Would you write out the data below exactly, with every line intact?

■ ■ ■

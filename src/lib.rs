pub mod collector;
pub mod config;
pub mod error;
pub mod export;
pub mod fetcher;
pub mod input;
pub mod models;
pub mod normalizer;
pub mod progress;
pub mod resolver;
pub mod store;

pub use collector::{generate_summary, AppFailure, AppOutcome, BatchCollector, Collection};
pub use config::{clamp_target_count, Config};
pub use error::{Error, Result, StoreError};
pub use export::{file_name, ExportOptions, Exporter};
pub use fetcher::ReviewFetcher;
pub use input::{read_app_list, read_app_list_file};
pub use models::*;
pub use normalizer::{normalize, project_columns};
pub use progress::{progress_fraction, CollectProgress, NullProgress};
pub use resolver::AppResolver;
pub use store::{PlayStoreClient, ReviewFeed, StoreSearch};
use chrono::{DateTime, Utc};
use serde::{Deserialize, Serialize};

use crate::error::{Error, Result};

/// Language and region sent with every store request. The pipeline always runs with the
/// default `en`/`us`; other values exist for adapter tests.
#[derive(Debug, Clone, PartialEq, Eq, Serialize, Deserialize)]
pub struct Locale {
    pub lang: String,
    pub country: String,
}

impl Default for Locale {
    fn default() -> Self {
        Self {
            lang: "en".to_string(),
            country: "us".to_string(),
        }
    }
}

/// Review feed ordering
#[derive(Debug, Clone, Copy, PartialEq, Eq, Serialize, Deserialize)]
#[serde(rename_all = "snake_case")]
pub enum Sort {
    MostRelevant,
    Newest,
    Rating,
}

impl Sort {
    /// Numeric code used on the wire
    pub fn code(self) -> u8 {
        match self {
            Sort::MostRelevant => 1,
            Sort::Newest => 2,
            Sort::Rating => 3,
        }
    }
}

/// What to scrape: a known package or a free-text query to resolve
#[derive(Debug, Clone, PartialEq, Eq, Serialize, Deserialize)]
#[serde(rename_all = "snake_case")]
pub enum AppReference {
    Direct {
        display_name: String,
        package_id: String,
    },
    Search {
        query: String,
    },
}

impl AppReference {
    pub fn direct(display_name: impl Into<String>, package_id: impl Into<String>) -> Self {
        AppReference::Direct {
            display_name: display_name.into(),
            package_id: package_id.into(),
        }
    }

    pub fn search(query: impl Into<String>) -> Self {
        AppReference::Search {
            query: query.into(),
        }
    }

    /// Human-readable name used in progress and warning messages
    pub fn label(&self) -> &str {
        match self {
            AppReference::Direct { display_name, .. } => display_name,
            AppReference::Search { query } => query,
        }
    }

    /// Check required fields are present and non-blank
    pub fn validate(&self) -> Result<()> {
        match self {
            AppReference::Direct {
                display_name,
                package_id,
            } => {
                if display_name.trim().is_empty() {
                    return Err(Error::Validation(format!(
                        "app reference for '{}' is missing a display name",
                        package_id
                    )));
                }
                if package_id.trim().is_empty() {
                    return Err(Error::Validation(format!(
                        "app reference '{}' is missing a package identifier",
                        display_name
                    )));
                }
                Ok(())
            }
            AppReference::Search { query } => {
                if query.trim().is_empty() {
                    return Err(Error::Validation("search query is empty".to_string()));
                }
                Ok(())
            }
        }
    }
}

/// An app reference after resolution
#[derive(Debug, Clone, PartialEq, Eq, Serialize, Deserialize)]
pub struct ResolvedApp {
    pub display_name: String,
    pub package_id: String,
    /// Display only; not used by the pipeline
    pub icon_url: Option<String>,
}

/// One result from the store search capability
#[derive(Debug, Clone, PartialEq, Eq, Serialize, Deserialize)]
pub struct SearchHit {
    pub title: String,
    pub app_id: String,
    pub icon: Option<String>,
}

/// A raw review as returned by the feed. Any field may be absent.
#[derive(Debug, Clone, Default, PartialEq, Serialize, Deserialize)]
pub struct ReviewRecord {
    pub review_id: Option<String>,
    pub user_name: Option<String>,
    pub timestamp: Option<DateTime<Utc>>,
    pub score: Option<u8>,
    pub content: Option<String>,
    pub thumbs_up_count: Option<u64>,
    pub reply_content: Option<String>,
    pub replied_at: Option<DateTime<Utc>>,
    pub app_version: Option<String>,
}

/// Reviews from one feed request plus the continuation cursor, if any
#[derive(Debug, Clone, Default, PartialEq)]
pub struct ReviewPage {
    pub records: Vec<ReviewRecord>,
    pub cursor: Option<String>,
}

/// Exported columns, declared in canonical order
#[derive(Debug, Clone, Copy, PartialEq, Eq, Hash, PartialOrd, Ord, Serialize, Deserialize)]
#[serde(rename_all = "snake_case")]
pub enum Column {
    Timestamp,
    AppName,
    Score,
    Content,
    ThumbsUpCount,
    ReviewId,
}

impl Column {
    /// Canonical export columns, excluding the optional review id
    pub const CANONICAL: [Column; 5] = [
        Column::Timestamp,
        Column::AppName,
        Column::Score,
        Column::Content,
        Column::ThumbsUpCount,
    ];

    pub fn header(self) -> &'static str {
        match self {
            Column::Timestamp => "timestamp",
            Column::AppName => "app_name",
            Column::Score => "score",
            Column::Content => "content",
            Column::ThumbsUpCount => "thumbs_up_count",
            Column::ReviewId => "review_id",
        }
    }
}

/// How the exported header is chosen for a batch
#[derive(Debug, Clone, Copy, PartialEq, Eq, Default, Serialize, Deserialize)]
#[serde(rename_all = "snake_case")]
pub enum ColumnProjection {
    /// Every column present on at least one row
    #[default]
    Observed,
    /// Only the columns present on the first row. A column missing there is dropped for the
    /// whole export even if later rows carry it.
    FirstRecord,
}

pub const TIMESTAMP_FORMAT: &str = "%Y-%m-%d %H:%M:%S";

/// A review reshaped into the fixed export schema
#[derive(Debug, Clone, PartialEq, Serialize, Deserialize)]
pub struct NormalizedReview {
    pub timestamp: Option<DateTime<Utc>>,
    pub app_name: String,
    pub score: Option<u8>,
    pub content: Option<String>,
    pub thumbs_up_count: Option<u64>,
    pub review_id: Option<String>,
}

impl NormalizedReview {
    /// Whether this row carries a value for `column`
    pub fn has(&self, column: Column) -> bool {
        match column {
            Column::Timestamp => self.timestamp.is_some(),
            Column::AppName => true,
            Column::Score => self.score.is_some(),
            Column::Content => self.content.is_some(),
            Column::ThumbsUpCount => self.thumbs_up_count.is_some(),
            Column::ReviewId => self.review_id.is_some(),
        }
    }

    /// Text cell for `column`; absent values are empty
    pub fn cell(&self, column: Column) -> String {
        match column {
            Column::Timestamp => self
                .timestamp
                .map(|t| t.format(TIMESTAMP_FORMAT).to_string())
                .unwrap_or_default(),
            Column::AppName => self.app_name.clone(),
            Column::Score => self.score.map(|s| s.to_string()).unwrap_or_default(),
            Column::Content => self.content.clone().unwrap_or_default(),
            Column::ThumbsUpCount => self
                .thumbs_up_count
                .map(|n| n.to_string())
                .unwrap_or_default(),
            Column::ReviewId => self.review_id.clone().unwrap_or_default(),
        }
    }
}

/// Rows collected across one run: app processing order, then feed order
#[derive(Debug, Clone, Default, PartialEq)]
pub struct ReviewBatch {
    rows: Vec<NormalizedReview>,
}

impl ReviewBatch {
    pub fn extend(&mut self, rows: impl IntoIterator<Item = NormalizedReview>) {
        self.rows.extend(rows);
    }

    pub fn rows(&self) -> &[NormalizedReview] {
        &self.rows
    }

    pub fn len(&self) -> usize {
        self.rows.len()
    }

    pub fn is_empty(&self) -> bool {
        self.rows.is_empty()
    }
}

impl From<Vec<NormalizedReview>> for ReviewBatch {
    fn from(rows: Vec<NormalizedReview>) -> Self {
        Self { rows }
    }
}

■ ■ ■

#### Result for this exercise
filename src/lib.rs
pub mod collector;
pub mod config;
pub mod error;
pub mod export;
pub mod fetcher;
pub mod input;
pub mod models;
pub mod normalizer;
pub mod progress;
pub mod resolver;
pub mod store;

pub use collector::{generate_summary, AppFailure, AppOutcome, BatchCollector, Collection};
pub use config::{clamp_target_count, Config};
pub use error::{Error, Result, StoreError};
pub use export::{file_name, ExportOptions, Exporter};
pub use fetcher::ReviewFetcher;
pub use input::{read_app_list, read_app_list_file};
pub use models::*;
pub use normalizer::{normalize, project_columns};
pub use progress::{progress_fraction, CollectProgress, NullProgress};
pub use resolver::AppResolver;
pub use store::{PlayStoreClient, ReviewFeed, StoreSearch};
use chrono::{DateTime, Utc};
use serde::{Deserialize, Serialize};

use crate::error::{Error, Result};

/// Language and region sent with every store request. The pipeline always runs with the
/// default `en`/`us`; other values exist for adapter tests.
#[derive(Debug, Clone, PartialEq, Eq, Serialize, Deserialize)]
pub struct Locale {
    pub lang: String,
    pub country: String,
}

impl Default for Locale {
    fn default() -> Self {
        Self {
            lang: "en".to_string(),
            country: "us".to_string(),
        }
    }
}

/// Review feed ordering
#[derive(Debug, Clone, Copy, PartialEq, Eq, Serialize, Deserialize)]
#[serde(rename_all = "snake_case")]
pub enum Sort {
    MostRelevant,
    Newest,
    Rating,
}

impl Sort {
    /// Numeric code used on the wire
    pub fn code(self) -> u8 {
        match self {
            Sort::MostRelevant => 1,
            Sort::Newest => 2,
            Sort::Rating => 3,
        }
    }
}

/// What to scrape: a known package or a free-text query to resolve
#[derive(Debug, Clone, PartialEq, Eq, Serialize, Deserialize)]
#[serde(rename_all = "snake_case")]
pub enum AppReference {
    Direct {
        display_name: String,
        package_id: String,
    },
    Search {
        query: String,
    },
}

impl AppReference {
    pub fn direct(display_name: impl Into<String>, package_id: impl Into<String>) -> Self {
        AppReference::Direct {
            display_name: display_name.into(),
            package_id: package_id.into(),
        }
    }

    pub fn search(query: impl Into<String>) -> Self {
        AppReference::Search {
            query: query.into(),
        }
    }

    /// Human-readable name used in progress and warning messages
    pub fn label(&self) -> &str {
        match self {
            AppReference::Direct { display_name, .. } => display_name,
            AppReference::Search { query } => query,
        }
    }

    /// Check required fields are present and non-blank
    pub fn validate(&self) -> Result<()> {
        match self {
            AppReference::Direct {
                display_name,
                package_id,
            } => {
                if display_name.trim().is_empty() {
                    return Err(Error::Validation(format!(
                        "app reference for '{}' is missing a display name",
                        package_id
                    )));
                }
                if package_id.trim().is_empty() {
                    return Err(Error::Validation(format!(
                        "app reference '{}' is missing a package identifier",
                        display_name
                    )));
                }
                Ok(())
            }
            AppReference::Search { query } => {
                if query.trim().is_empty() {
                    return Err(Error::Validation("search query is empty".to_string()));
                }
                Ok(())
            }
        }
    }
}

/// An app reference after resolution
#[derive(Debug, Clone, PartialEq, Eq, Serialize, Deserialize)]
pub struct ResolvedApp {
    pub display_name: String,
    pub package_id: String,
    /// Display only; not used by the pipeline
    pub icon_url: Option<String>,
}

/// One result from the store search capability
#[derive(Debug, Clone, PartialEq, Eq, Serialize, Deserialize)]
pub struct SearchHit {
    pub title: String,
    pub app_id: String,
    pub icon: Option<String>,
}

/// A raw review as returned by the feed. Any field may be absent.
#[derive(Debug, Clone, Default, PartialEq, Serialize, Deserialize)]
pub struct ReviewRecord {
    pub review_id: Option<String>,
    pub user_name: Option<String>,
    pub timestamp: Option<DateTime<Utc>>,
    pub score: Option<u8>,
    pub content: Option<String>,
    pub thumbs_up_count: Option<u64>,
    pub reply_content: Option<String>,
    pub replied_at: Option<DateTime<Utc>>,
    pub app_version: Option<String>,
}

/// Reviews from one feed request plus the continuation cursor, if any
#[derive(Debug, Clone, Default, PartialEq)]
pub struct ReviewPage {
    pub records: Vec<ReviewRecord>,
    pub cursor: Option<String>,
}

/// Exported columns, declared in canonical order
#[derive(Debug, Clone, Copy, PartialEq, Eq, Hash, PartialOrd, Ord, Serialize, Deserialize)]
#[serde(rename_all = "snake_case")]
pub enum Column {
    Timestamp,
    AppName,
    Score,
    Content,
    ThumbsUpCount,
    ReviewId,
}

impl Column {
    /// Canonical export columns, excluding the optional review id
    pub const CANONICAL: [Column; 5] = [
        Column::Timestamp,
        Column::AppName,
        Column::Score,
        Column::Content,
        Column::ThumbsUpCount,
    ];

    pub fn header(self) -> &'static str {
        match self {
            Column::Timestamp => "timestamp",
            Column::AppName => "app_name",
            Column::Score => "score",
            Column::Content => "content",
            Column::ThumbsUpCount => "thumbs_up_count",
            Column::ReviewId => "review_id",
        }
    }
}

/// How the exported header is chosen for a batch
#[derive(Debug, Clone, Copy, PartialEq, Eq, Default, Serialize, Deserialize)]
#[serde(rename_all = "snake_case")]
pub enum ColumnProjection {
    /// Every column present on at least one row
    #[default]
    Observed,
    /// Only the columns present on the first row. A column missing there is dropped for the
    /// whole export even if later rows carry it.
    FirstRecord,
}

pub const TIMESTAMP_FORMAT: &str = "%Y-%m-%d %H:%M:%S";

/// A review reshaped into the fixed export schema
#[derive(Debug, Clone, PartialEq, Serialize, Deserialize)]
pub struct NormalizedReview {
    pub timestamp: Option<DateTime<Utc>>,
    pub app_name: String,
    pub score: Option<u8>,
    pub content: Option<String>,
    pub thumbs_up_count: Option<u64>,
    pub review_id: Option<String>,
}

impl NormalizedReview {
    /// Whether this row carries a value for `column`
    pub fn has(&self, column: Column) -> bool {
        match column {
            Column::Timestamp => self.timestamp.is_some(),
            Column::AppName => true,
            Column::Score => self.score.is_some(),
            Column::Content => self.content.is_some(),
            Column::ThumbsUpCount => self.thumbs_up_count.is_some(),
            Column::ReviewId => self.review_id.is_some(),
        }
    }

    /// Text cell for `column`; absent values are empty
    pub fn cell(&self, column: Column) -> String {
        match column {
            Column::Timestamp => self
                .timestamp
                .map(|t| t.format(TIMESTAMP_FORMAT).to_string())
                .unwrap_or_default(),
            Column::AppName => self.app_name.clone(),
            Column::Score => self.score.map(|s| s.to_string()).unwrap_or_default(),
            Column::Content => self.content.clone().unwrap_or_default(),
            Column::ThumbsUpCount => self
                .thumbs_up_count
                .map(|n| n.to_string())
                .unwrap_or_default(),
            Column::ReviewId => self.review_id.clone().unwrap_or_default(),
        }
    }
}

/// Rows collected across one run: app processing order, then feed order
#[derive(Debug, Clone, Default, PartialEq)]
pub struct ReviewBatch {
    rows: Vec<NormalizedReview>,
}

impl ReviewBatch {
    pub fn extend(&mut self, rows: impl IntoIterator<Item = NormalizedReview>) {
        self.rows.extend(rows);
    }

    pub fn rows(&self) -> &[NormalizedReview] {
        &self.rows
    }

    pub fn len(&self) -> usize {
        self.rows.len()
    }

    pub fn is_empty(&self) -> bool {
        self.rows.is_empty()
    }
}

impl From<Vec<NormalizedReview>> for ReviewBatch {
    fn from(rows: Vec<NormalizedReview>) -> Self {
        Self { rows }
    }
}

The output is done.